The US cybersecurity agency updated its vulnerability catalog to mark 59 bugs as ransomware-linked last year, but never notified security teams when the status changed. GreyNoise found the oldest update came 1,353 days after initial listing, creating a blind spot for defenders prioritizing patches.

CISA silently flagged 59 ransomware bugs in 2025 without alerting defenders Photo by AMORIE SAM on Pexels

CISA added a ransomware indicator to 59 vulnerabilities in its Known Exploited Vulnerability catalog throughout 2025 without alerting anyone, according to research from GreyNoise.

Glenn Thorpe, senior director of security research at GreyNoise, tracked every time CISA changed a bug's status from "unknown" ransomware use to "known" ransomware use. The problem: defenders relying on CISA's catalog had no way to know about these updates unless they manually checked the JSON file daily.

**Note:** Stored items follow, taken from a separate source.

//! Pure declaration policy evaluation (no IO).
//!
//! Input: file paths plus the declaration nodes a host parser extracted from each file.
//! Output: per-declaration verdicts, or findings + verdict + summary data for a whole project.

#![forbid(unsafe_code)]

pub mod classifier;
pub mod error;
pub mod handlers;
pub mod model;
pub mod pattern;
pub mod policy;
pub mod report;
pub mod verdict;

mod checker;
mod engine;
mod fingerprint;

#[cfg(test)]
mod proptest;
#[cfg(test)]
mod test_support;

pub use checker::Checker;
pub use engine::{FileScope, PolicyEngine};
pub use error::{ConfigError, DeclarationError};
pub use verdict::{DiagnosticRecord, Verdict, Violation};
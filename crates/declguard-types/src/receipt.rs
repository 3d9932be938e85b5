use crate::SourcePath;
use schemars::JsonSchema;
use serde::{Deserialize, Serialize};
use serde_json::Value as JsonValue;
use time::OffsetDateTime;

/// Stable schema identifier for declguard reports.
pub const SCHEMA_REPORT_V1: &str = "declguard.report.v1";

/// Severity is intentionally small: it maps cleanly to CI signals.
#[derive(Clone, Copy, Debug, PartialEq, Eq, Serialize, Deserialize, JsonSchema)]
#[serde(rename_all = "lowercase")]
pub enum Severity {
    Info,
    Warning,
    Error,
}

/// Position of the offending identifier (1-based line and column).
#[derive(Clone, Debug, PartialEq, Eq, Serialize, Deserialize, JsonSchema)]
pub struct Location {
    pub path: SourcePath,
    #[serde(skip_serializing_if = "Option::is_none")]
    pub line: Option<u32>,
    #[serde(skip_serializing_if = "Option::is_none")]
    pub col: Option<u32>,
}

#[derive(Clone, Debug, PartialEq, Serialize, Deserialize, JsonSchema)]
pub struct Finding {
    pub severity: Severity,
    pub check_id: String,
    pub code: String,
    pub message: String,

    #[serde(skip_serializing_if = "Option::is_none")]
    pub location: Option<Location>,

    #[serde(skip_serializing_if = "Option::is_none")]
    pub help: Option<String>,
    #[serde(skip_serializing_if = "Option::is_none")]
    pub url: Option<String>,

    /// Stable identifier intended for dedup and trending:
    /// a hash of `check_id + code + path + kind + name`.
    #[serde(skip_serializing_if = "Option::is_none")]
    pub fingerprint: Option<String>,

    /// Rule-specific structured payload (the diagnostic record for violations).
    #[serde(default, skip_serializing_if = "serde_json::Value::is_null")]
    pub data: JsonValue,
}

#[derive(Clone, Copy, Debug, PartialEq, Eq, Serialize, Deserialize, JsonSchema)]
#[serde(rename_all = "lowercase")]
pub enum Verdict {
    Pass,
    Warn,
    Fail,
}

#[derive(Clone, Debug, PartialEq, Eq, Serialize, Deserialize, JsonSchema)]
pub struct ToolMeta {
    pub name: String,
    pub version: String,
}

/// Declguard-specific summary payload for the report.
#[derive(Clone, Debug, PartialEq, Eq, Serialize, Deserialize, JsonSchema, Default)]
pub struct DeclguardData {
    pub profile: String,

    pub files_scanned: u32,
    pub declarations_scanned: u32,

    pub findings_total: u32,
    pub findings_emitted: u32,

    #[serde(skip_serializing_if = "Option::is_none")]
    pub truncated_reason: Option<String>,
}

/// A generic report envelope.
///
/// Keeping this generic allows tool-specific data while still enforcing a stable outer shape.
#[derive(Clone, Debug, PartialEq, Serialize, Deserialize, JsonSchema)]
pub struct ReportEnvelope<TData = DeclguardData> {
    /// Versioned schema identifier for the envelope shape.
    pub schema: String,
    pub tool: ToolMeta,
    #[schemars(with = "String")]
    #[serde(with = "time::serde::rfc3339")]
    pub started_at: OffsetDateTime,
    #[schemars(with = "String")]
    #[serde(with = "time::serde::rfc3339")]
    pub finished_at: OffsetDateTime,
    pub verdict: Verdict,
    pub findings: Vec<Finding>,
    pub data: TData,
}

pub type DeclguardReport = ReportEnvelope<DeclguardData>;
use assert_cmd::Command;
use predicates::prelude::*;

/// Helper to get a Command for the declguard binary.
#[allow(deprecated)]
fn declguard_cmd() -> Command {
    Command::cargo_bin("declguard").unwrap()
}

#[test]
fn help_works() {
    declguard_cmd()
        .arg("--help")
        .assert()
        .success()
        .stdout(predicate::str::contains("check"))
        .stdout(predicate::str::contains("explain"))
        .stdout(predicate::str::contains("rules"));
}

#[test]
fn check_help_lists_input() {
    declguard_cmd()
        .args(["check", "--help"])
        .assert()
        .success()
        .stdout(predicate::str::contains("--input"));
}
//! Fuzz target for `declguard.toml` parsing and resolution.
//!
//! Goal: arbitrary config text yields either a resolved config or an error, never a panic.
//!
//! Run with:
//! ```bash
//! cargo +nightly fuzz run fuzz_config_parser
//! ```

#![no_main]

use libfuzzer_sys::fuzz_target;

fuzz_target!(|data: &[u8]| {
    if data.len() > 64 * 1024 {
        return;
    }
    let Ok(text) = std::str::from_utf8(data) else {
        return;
    };

    if let Ok(cfg) = declguard_settings::parse_config_toml(text) {
        let _ = declguard_settings::resolve_config(cfg, declguard_settings::Overrides::default());
    }
    let _ = declguard_settings::parse_rule_options_json(text);
});
use declguard_domain::policy::{EffectiveConfig, FailOn, RulePolicy};
use declguard_types::{Severity, ids};
use std::collections::BTreeMap;

/// Known profile names, default first.
pub const PROFILES: &[&str] = &["recommended", "warn", "off"];

/// Preset profiles are opinionated defaults.
///
/// Keep these small and readable. Anything complex should go into repo config.
pub fn preset(profile: &str) -> EffectiveConfig {
    match profile {
        "warn" => warn_profile(),
        "off" => off_profile(),
        // default
        _ => recommended_profile(),
    }
}

fn recommended_profile() -> EffectiveConfig {
    EffectiveConfig {
        profile: "recommended".to_string(),
        fail_on: FailOn::Error,
        max_findings: 200,
        rules: default_rules(RulePolicy::enabled(Severity::Error)),
    }
}

fn warn_profile() -> EffectiveConfig {
    EffectiveConfig {
        profile: "warn".to_string(),
        fail_on: FailOn::Warning,
        max_findings: 200,
        rules: default_rules(RulePolicy::enabled(Severity::Warning)),
    }
}

fn off_profile() -> EffectiveConfig {
    EffectiveConfig {
        profile: "off".to_string(),
        fail_on: FailOn::Error,
        max_findings: 200,
        rules: default_rules(RulePolicy::disabled()),
    }
}

fn default_rules(policy: RulePolicy) -> BTreeMap<String, RulePolicy> {
    let mut m = BTreeMap::new();
    m.insert(ids::RULE_NO_EXPORTED_TYPES_OUTSIDE_DTS.to_string(), policy);
    m
}

#[cfg(test)]
mod tests {
    use super::*;

    #[test]
    fn recommended_enables_rule_at_error() {
        let cfg = preset("recommended");
        let policy = cfg
            .rule_policy(ids::RULE_NO_EXPORTED_TYPES_OUTSIDE_DTS)
            .expect("enabled");
        assert_eq!(policy.severity, Severity::Error);
        assert_eq!(policy.options.allowed_file_patterns, vec!["*.d.ts"]);
        assert_eq!(policy.options.allowed_type_suffixes, vec!["Props"]);
    }

    #[test]
    fn unknown_profile_falls_back_to_recommended() {
        assert_eq!(preset("nope").profile, "recommended");
    }

    #[test]
    fn off_disables_rule() {
        assert!(
            preset("off")
                .rule_policy(ids::RULE_NO_EXPORTED_TYPES_OUTSIDE_DTS)
                .is_none()
        );
    }

    #[test]
    fn every_listed_profile_resolves_to_itself() {
        for name in PROFILES {
            assert_eq!(preset(name).profile, *name);
        }
    }
}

"When that field flips from 'Unknown' to 'Known,' CISA is saying: 'We have evidence that ransomware operators are now using this vulnerability in their campaigns,'" Thorpe said. "That's a material change in your risk posture. But there's no alert, no announcement."

The lag matters because ransomware-linked vulnerabilities get patched 2.5 times faster than others. Security teams use the ransomware indicator to prioritize limited patching resources.

Microsoft accounted for 16 of the 59 updated bugs. Ivanti, Fortinet, Palo Alto Networks, and Zimbra made up most of the rest, reflecting ransomware operators' focus on firewalls, VPN concentrators, and email servers with broad deployment.

More than a third of the bugs marked as ransomware-linked in 2025 were first added to the KEV catalog before 2023. The oldest sat for 1,353 days before CISA confirmed ransomware use. The fastest flip took one day.

Authentication bypasses and remote code execution flaws were most likely to be updated with ransomware indicators after initial listing.

GreyNoise released an RSS feed to track these changes automatically. The real question is whether CISA will build native notification into the KEV catalog itself, or if enterprise security teams will need to keep engineering workarounds for a government intelligence feed that updates silently.

This is significant because federal agencies must patch KEV-listed vulnerabilities within days under binding operational directives. Private sector CISOs often follow the same prioritization. When the risk profile changes but no one knows, patching schedules don't adjust accordingly.